─── Dataset extract

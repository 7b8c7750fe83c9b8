// SPDX-License-Identifier: Apache-2.0
// Copyright 2025 rogem contributors
//
// Licensed under the Apache License, Version 2.0 (the "License");
// you may not use this file except in compliance with the License.
// You may obtain a copy of the License at
//
//     http://www.apache.org/licenses/LICENSE-2.0
//
// Unless required by applicable law or agreed to in writing, software
// distributed under the License is distributed on an "AS IS" BASIS,
// WITHOUT WARRANTIES OR CONDITIONS OF ANY KIND, either express or implied.
// See the License for the specific language governing permissions and
// limitations under the License.

//! System integration
//!
//! Ties every component together and drives the deterministic
//! step-CPU-then-advance-devices loop. Device interrupts raised during
//! a tick become visible to the CPU at the start of its next fetch.

use crate::core::cdrom::{Cdrom, Disc};
use crate::core::cpu::CPU;
use crate::core::dma::Dma;
use crate::core::error::{EmulatorError, Result};
use crate::core::gpu::GPU;
use crate::core::interrupt::{interrupts, InterruptController};
use crate::core::loader::PsxExe;
use crate::core::memory::Bus;
use crate::core::sio::SerialInterface;
use crate::core::spu::Spu;
use crate::core::state::StateBuffer;
use crate::core::timer::Timers;
use crate::core::CPU_CLOCK;
use std::cell::RefCell;
use std::rc::Rc;

/// Save-state magic ("ROGE", little-endian)
const SAVESTATE_MAGIC: u32 = 0x524F_4745;

/// Save-state format version
const SAVESTATE_VERSION: u32 = 1;

/// CPU cycles per 60 Hz frame
const CYCLES_PER_FRAME: u64 = (CPU_CLOCK / 60) as u64;

/// The BIOS address where a queued PSX-EXE takes over
const EXE_SIDELOAD_PC: u32 = 0x8003_0000;

/// Host TTY sink
pub type TtyCallback = Box<dyn FnMut(&str)>;

/// Per-step debugger hook
pub type DebuggerCallback = Box<dyn FnMut()>;

/// The whole console
///
/// # Example
/// ```no_run
/// use rogem::core::system::System;
///
/// let mut system = System::new();
/// system.load_bios("SCPH1001.BIN")?;
/// loop {
///     system.run_frame()?;
/// }
/// # Ok::<(), rogem::core::error::EmulatorError>(())
/// ```
pub struct System {
    cpu: CPU,
    bus: Bus,
    gpu: Rc<RefCell<GPU>>,
    dma: Rc<RefCell<Dma>>,
    cdrom: Rc<RefCell<Cdrom>>,
    serial: Rc<RefCell<SerialInterface>>,
    timers: Rc<RefCell<Timers>>,
    interrupt_controller: Rc<RefCell<InterruptController>>,
    spu: Rc<RefCell<Spu>>,

    /// Total cycles executed since reset
    cycles: u64,

    /// Executable waiting for the BIOS to finish its init
    pending_exe: Option<PsxExe>,

    tty_callback: Option<TtyCallback>,
    debugger_callback: Option<DebuggerCallback>,
}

──────

**What the exercise asks**
Copy every line of the records above that contains "PsxExe".

**Output for this exercise**
use crate::core::loader::PsxExe;
    pending_exe: Option<PsxExe>,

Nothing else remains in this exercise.